Robert Barro and Charles Redlick released a paper in 2009 calculating the “economic multiplier”— that is, the GDP bang per spending buck — of defense spending, using data from 1914 to 2006. They found that during normal economic times, the multiplier is about 0.67, and is higher when the economy’s weak, rising by 0.05 for every percentage point by which unemployment exceeds 5.6 percent. Given last month’s unemployment rate of 9.1 percent, the multiplier would be about 0.845. That is, each dollar of defense spending currently grows the economy by about 85 cents.
If the supercommittee’s trigger goes off, about $500 billion will be cut from defense programs, starting in 2013. Thus, assuming that $50 billion is cut in 2013 specifically, and unemployment is still where it is today, the cuts will reduce GDP by about $42.25 billion - or 0.2 percent of our current $15 trillion GDP. If unemployment falls, the multiplier will shrink and so the hit to GDP will be lower, and if the economy grows, then the hit as a percent of GDP will be lower as well.

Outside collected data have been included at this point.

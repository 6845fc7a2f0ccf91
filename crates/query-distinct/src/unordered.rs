//! Unordered distinct map
//!
//! Values are dispatched by kind into buckets:
//!
//! | kind | storage |
//! |---|---|
//! | number | exact, canonical form |
//! | string of 1..=4 / 5..=8 / 9..=16 bytes | exact, bytes packed little endian into u32 / u64 / u128 |
//! | longer string, array, object, binary, guid | 128-bit hash |
//! | null, true, false, `""`, `[]`, `{}` | one flag bit each |
//!
//! Hash-only buckets accept the (negligible) chance that two different values share a
//! 128-bit hash, in which case the second one is reported as a duplicate.

use crate::hash;
use crate::map::parse_hash;
use ahash::AHashSet;
use query_core::{Number, QueryError, Result, Value};
use serde::{Deserialize, Serialize};

const NULL: u8 = 0x01;
const FALSE: u8 = 0x02;
const TRUE: u8 = 0x04;
const EMPTY_STRING: u8 = 0x08;
const EMPTY_ARRAY: u8 = 0x10;
const EMPTY_OBJECT: u8 = 0x20;

const SIMPLE_VALUE_NAMES: [(u8, &str); 6] = [
    (NULL, "Null"),
    (FALSE, "False"),
    (TRUE, "True"),
    (EMPTY_STRING, "EmptyString"),
    (EMPTY_ARRAY, "EmptyArray"),
    (EMPTY_OBJECT, "EmptyObject"),
];

/// Canonical number used as an exact set key
#[derive(Debug, Clone, Copy, PartialEq, Eq, Hash)]
enum NumberKey {
    Int(i64),
    Float(u64),
}

impl NumberKey {
    fn new(number: Number) -> Self {
        match number.canonical() {
            Number::Int(i) => NumberKey::Int(i),
            // every NaN is the same value
            Number::Float(f) if f.is_nan() => NumberKey::Float(f64::NAN.to_bits()),
            Number::Float(f) => NumberKey::Float(f.to_bits()),
        }
    }

    fn number(self) -> Number {
        match self {
            NumberKey::Int(i) => Number::Int(i),
            NumberKey::Float(bits) => Number::Float(f64::from_bits(bits)),
        }
    }
}

/// Distinct map with no ordering assumption
#[derive(Debug, Clone, Default)]
pub struct UnorderedDistinctMap {
    numbers: AHashSet<NumberKey>,
    strings_length4: AHashSet<u32>,
    strings_length8: AHashSet<u64>,
    strings_length16: AHashSet<u128>,
    strings_length16_plus: AHashSet<u128>,
    arrays: AHashSet<u128>,
    objects: AHashSet<u128>,
    others: AHashSet<u128>,
    simple_values: u8,
}

#[derive(Debug, Serialize, Deserialize)]
struct UnorderedDistinctMapToken {
    #[serde(rename = "Numbers")]
    numbers: Vec<serde_json::Number>,
    /// NaN and the infinities, which have no JSON number form
    #[serde(rename = "NonFiniteNumbers", default, skip_serializing_if = "Vec::is_empty")]
    non_finite_numbers: Vec<String>,
    #[serde(rename = "StringsLength4")]
    strings_length4: Vec<u32>,
    #[serde(rename = "StringsLength8")]
    strings_length8: Vec<u64>,
    #[serde(rename = "StringsLength16")]
    strings_length16: Vec<String>,
    #[serde(rename = "StringsLength16+")]
    strings_length16_plus: Vec<String>,
    #[serde(rename = "Arrays")]
    arrays: Vec<String>,
    #[serde(rename = "Objects")]
    objects: Vec<String>,
    #[serde(rename = "Others", default)]
    others: Vec<String>,
    #[serde(rename = "SimpleValues")]
    simple_values: String,
}

impl UnorderedDistinctMap {
    pub fn new() -> Self {
        Self::default()
    }

    /// Add a value; true when it was not seen before
    pub fn add(&mut self, value: &Value) -> bool {
        match value {
            Value::Null => self.add_simple(NULL),
            Value::Bool(false) => self.add_simple(FALSE),
            Value::Bool(true) => self.add_simple(TRUE),
            Value::Number(number) => self.numbers.insert(NumberKey::new(*number)),
            Value::String(text) => self.add_string(text, value),
            Value::Array(items) if items.is_empty() => self.add_simple(EMPTY_ARRAY),
            Value::Array(_) => self.arrays.insert(hash::hash(value)),
            Value::Object(properties) if properties.is_empty() => self.add_simple(EMPTY_OBJECT),
            Value::Object(_) => self.objects.insert(hash::hash(value)),
            Value::Binary(_) | Value::Guid(_) => self.others.insert(hash::hash(value)),
        }
    }

    fn add_simple(&mut self, flag: u8) -> bool {
        let added = self.simple_values & flag == 0;
        self.simple_values |= flag;
        added
    }

    fn add_string(&mut self, text: &str, value: &Value) -> bool {
        let bytes = text.as_bytes();
        match bytes.len() {
            0 => self.add_simple(EMPTY_STRING),
            1..=4 => {
                let mut buffer = [0u8; 4];
                buffer[..bytes.len()].copy_from_slice(bytes);
                self.strings_length4.insert(u32::from_le_bytes(buffer))
            }
            5..=8 => {
                let mut buffer = [0u8; 8];
                buffer[..bytes.len()].copy_from_slice(bytes);
                self.strings_length8.insert(u64::from_le_bytes(buffer))
            }
            9..=16 => {
                let mut buffer = [0u8; 16];
                buffer[..bytes.len()].copy_from_slice(bytes);
                self.strings_length16.insert(u128::from_le_bytes(buffer))
            }
            _ => self.strings_length16_plus.insert(hash::hash(value)),
        }
    }

    /// Number of distinct values retained
    pub fn len(&self) -> usize {
        self.numbers.len()
            + self.strings_length4.len()
            + self.strings_length8.len()
            + self.strings_length16.len()
            + self.strings_length16_plus.len()
            + self.arrays.len()
            + self.objects.len()
            + self.others.len()
            + self.simple_values.count_ones() as usize
    }

    pub fn is_empty(&self) -> bool {
        self.len() == 0
    }

    /// Serialize the whole map as a JSON object
    pub fn continuation_token(&self) -> Option<String> {
        let mut numbers: Vec<Number> = self.numbers.iter().map(|key| key.number()).collect();
        numbers.sort_by(|a, b| a.total_cmp(b));

        let mut finite = Vec::with_capacity(numbers.len());
        let mut non_finite = Vec::new();
        for number in numbers {
            match number {
                Number::Int(i) => finite.push(serde_json::Number::from(i)),
                Number::Float(f) => match serde_json::Number::from_f64(f) {
                    Some(json) => finite.push(json),
                    None => non_finite.push(format_non_finite(f)),
                },
            }
        }

        let token = UnorderedDistinctMapToken {
            numbers: finite,
            non_finite_numbers: non_finite,
            strings_length4: sorted(&self.strings_length4),
            strings_length8: sorted(&self.strings_length8),
            strings_length16: hex_list(&self.strings_length16),
            strings_length16_plus: hex_list(&self.strings_length16_plus),
            arrays: hex_list(&self.arrays),
            objects: hex_list(&self.objects),
            others: hex_list(&self.others),
            simple_values: format_simple_values(self.simple_values),
        };
        serde_json::to_string(&token).ok()
    }

    /// Rebuild a map from a continuation token; `None` starts empty
    pub fn try_create(token: Option<&str>) -> Result<Self> {
        let text = match token {
            None => return Ok(Self::new()),
            Some(text) => text,
        };
        let malformed = |message: String| QueryError::malformed_continuation(message, text);

        let parsed: UnorderedDistinctMapToken = serde_json::from_str(text)
            .map_err(|e| malformed(format!("unordered distinct map token: {}", e)))?;

        let mut map = Self::new();
        for number in &parsed.numbers {
            let number = match number.as_i64() {
                Some(i) => Number::Int(i),
                None => Number::Float(number.as_f64().ok_or_else(|| {
                    malformed(format!("unparseable number {}", number))
                })?),
            };
            map.numbers.insert(NumberKey::new(number));
        }
        for text in &parsed.non_finite_numbers {
            let value = parse_non_finite(text)
                .ok_or_else(|| malformed(format!("unrecognized non-finite number '{}'", text)))?;
            map.numbers.insert(NumberKey::new(Number::Float(value)));
        }
        map.strings_length4.extend(parsed.strings_length4);
        map.strings_length8.extend(parsed.strings_length8);
        map.strings_length16 = parse_hex_list(&parsed.strings_length16, "StringsLength16")
            .map_err(&malformed)?;
        map.strings_length16_plus =
            parse_hex_list(&parsed.strings_length16_plus, "StringsLength16+")
                .map_err(&malformed)?;
        map.arrays = parse_hex_list(&parsed.arrays, "Arrays").map_err(&malformed)?;
        map.objects = parse_hex_list(&parsed.objects, "Objects").map_err(&malformed)?;
        map.others = parse_hex_list(&parsed.others, "Others").map_err(&malformed)?;
        map.simple_values = parse_simple_values(&parsed.simple_values).map_err(&malformed)?;
        Ok(map)
    }
}

fn format_non_finite(value: f64) -> String {
    if value.is_nan() {
        "NaN".to_string()
    } else if value > 0.0 {
        "Infinity".to_string()
    } else {
        "-Infinity".to_string()
    }
}

fn parse_non_finite(text: &str) -> Option<f64> {
    match text {
        "NaN" => Some(f64::NAN),
        "Infinity" => Some(f64::INFINITY),
        "-Infinity" => Some(f64::NEG_INFINITY),
        _ => None,
    }
}

fn sorted<T: Copy + Ord>(set: &AHashSet<T>) -> Vec<T> {
    let mut values: Vec<T> = set.iter().copied().collect();
    values.sort_unstable();
    values
}

fn hex_list(set: &AHashSet<u128>) -> Vec<String> {
    sorted(set)
        .into_iter()
        .map(|value| format!("{:032x}", value))
        .collect()
}

fn parse_hex_list(values: &[String], field: &str) -> std::result::Result<AHashSet<u128>, String> {
    values
        .iter()
        .map(|text| parse_hash(text).ok_or_else(|| format!("{} entry '{}' is not a 128-bit hex value", field, text)))
        .collect()
}

fn format_simple_values(flags: u8) -> String {
    let names: Vec<&str> = SIMPLE_VALUE_NAMES
        .iter()
        .filter(|(flag, _)| flags & flag != 0)
        .map(|(_, name)| *name)
        .collect();
    if names.is_empty() {
        "None".to_string()
    } else {
        names.join(", ")
    }
}

fn parse_simple_values(text: &str) -> std::result::Result<u8, String> {
    let mut flags = 0u8;
    for name in text.split(',').map(str::trim) {
        if name == "None" {
            continue;
        }
        let flag = SIMPLE_VALUE_NAMES
            .iter()
            .find(|(_, known)| *known == name)
            .map(|(flag, _)| *flag)
            .ok_or_else(|| format!("unrecognized simple value flag '{}'", name))?;
        flags |= flag;
    }
    Ok(flags)
}

#[cfg(test)]
mod tests {
    use super::*;
    use serde_json::json;

    #[test]
    fn test_add_twice() {
        let mut map = UnorderedDistinctMap::new();
        let doc = Value::from(json!({"id": "1", "tags": ["a", "b"]}));
        assert!(map.add(&doc));
        assert!(!map.add(&doc));
    }

    #[test]
    fn test_each_kind_is_tracked_once() {
        let mut map = UnorderedDistinctMap::new();
        let values = vec![
            json!(null),
            json!(true),
            json!(false),
            json!(""),
            json!([]),
            json!({}),
            json!(1),
            json!(1.5),
            json!("abc"),
            json!("abcdefg"),
            json!("abcdefghijklmno"),
            json!("a string well beyond sixteen bytes"),
            json!([1, 2]),
            json!({"a": 1}),
        ];
        for value in &values {
            assert!(map.add(&Value::from(value.clone())), "first add of {}", value);
        }
        for value in &values {
            assert!(!map.add(&Value::from(value.clone())), "second add of {}", value);
        }
        assert_eq!(map.len(), values.len());
    }

    #[test]
    fn test_numbers_compare_by_value() {
        let mut map = UnorderedDistinctMap::new();
        assert!(map.add(&Value::from(0i64)));
        assert!(!map.add(&Value::from(-0.0)));
        assert!(!map.add(&Value::from(0.0)));
        assert!(map.add(&Value::from(0.25)));
    }

    #[test]
    fn test_short_strings_are_exact() {
        let mut map = UnorderedDistinctMap::new();
        assert!(map.add(&Value::from("ab")));
        assert!(map.add(&Value::from("ba")));
        assert!(map.add(&Value::from("abcdefgh")));
        assert!(map.add(&Value::from("abcdefgi")));
    }

    #[test]
    fn test_token_round_trip_preserves_membership() {
        let mut map = UnorderedDistinctMap::new();
        let values = vec![
            json!(null),
            json!(false),
            json!(-3),
            json!(2.5),
            json!("id"),
            json!("sixteen-byte-str"),
            json!("this one is definitely longer"),
            json!([null]),
            json!({"k": "v"}),
        ];
        for value in &values {
            map.add(&Value::from(value.clone()));
        }

        let token = map.continuation_token().unwrap();
        let mut resumed = UnorderedDistinctMap::try_create(Some(&token)).unwrap();
        for value in &values {
            assert!(!resumed.add(&Value::from(value.clone())), "{} lost", value);
        }
        assert!(resumed.add(&Value::from(json!(true))));
        assert!(resumed.add(&Value::from(json!("new"))));
    }

    #[test]
    fn test_non_finite_numbers_survive_token() {
        let mut map = UnorderedDistinctMap::new();
        for value in [f64::NAN, f64::INFINITY, f64::NEG_INFINITY, 1.5] {
            assert!(map.add(&Value::from(value)));
        }
        // a NaN with a different payload is still NaN
        assert!(!map.add(&Value::from(f64::from_bits(f64::NAN.to_bits() | 1))));

        let token = map.continuation_token().unwrap();
        assert!(token.contains(r#""NonFiniteNumbers":["-Infinity","Infinity","NaN"]"#));
        let mut resumed = UnorderedDistinctMap::try_create(Some(&token)).unwrap();
        for value in [f64::NAN, f64::INFINITY, f64::NEG_INFINITY, 1.5] {
            assert!(!resumed.add(&Value::from(value)), "{} lost", value);
        }
        assert_eq!(resumed.len(), 4);

        let err = UnorderedDistinctMap::try_create(Some(
            r#"{"Numbers": [], "NonFiniteNumbers": ["Huge"], "StringsLength4": [], "StringsLength8": [],
               "StringsLength16": [], "StringsLength16+": [], "Arrays": [], "Objects": [],
               "SimpleValues": "None"}"#,
        ))
        .unwrap_err();
        assert!(err.is_malformed_continuation());
    }

    #[test]
    fn test_simple_values_format() {
        assert_eq!(format_simple_values(0), "None");
        assert_eq!(format_simple_values(NULL | TRUE), "Null, True");
        assert_eq!(parse_simple_values("Null, True").unwrap(), NULL | TRUE);
        assert_eq!(parse_simple_values("None").unwrap(), 0);
    }

    #[test]
    fn test_malformed_tokens() {
        let cases = [
            "not json",
            "[]",
            r#"{"Numbers": []}"#,
            r#"{"Numbers": ["x"], "StringsLength4": [], "StringsLength8": [], "StringsLength16": [],
               "StringsLength16+": [], "Arrays": [], "Objects": [], "SimpleValues": "None"}"#,
            r#"{"Numbers": [], "StringsLength4": [], "StringsLength8": [], "StringsLength16": ["zz"],
               "StringsLength16+": [], "Arrays": [], "Objects": [], "SimpleValues": "None"}"#,
            r#"{"Numbers": [], "StringsLength4": [], "StringsLength8": [], "StringsLength16": [],
               "StringsLength16+": [], "Arrays": [], "Objects": [], "SimpleValues": "Maybe"}"#,
        ];
        for token in cases {
            let err = UnorderedDistinctMap::try_create(Some(token)).unwrap_err();
            assert!(err.is_malformed_continuation(), "accepted {}", token);
        }
    }
}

It’s worth noting, though, that while certainly stimulative, military spending isn’t the most stimulative thing the government spends money on. Mark Zandi of Moody’s estimates that the multiplier is 1.74 for food stamps, 1.61 for unemployment benefits, and 1.57 for infrastructure spending. The trigger’s cuts to those sorts of programs, thus, would cause much more economic damage relative to the size of the cuts than the defense cuts would.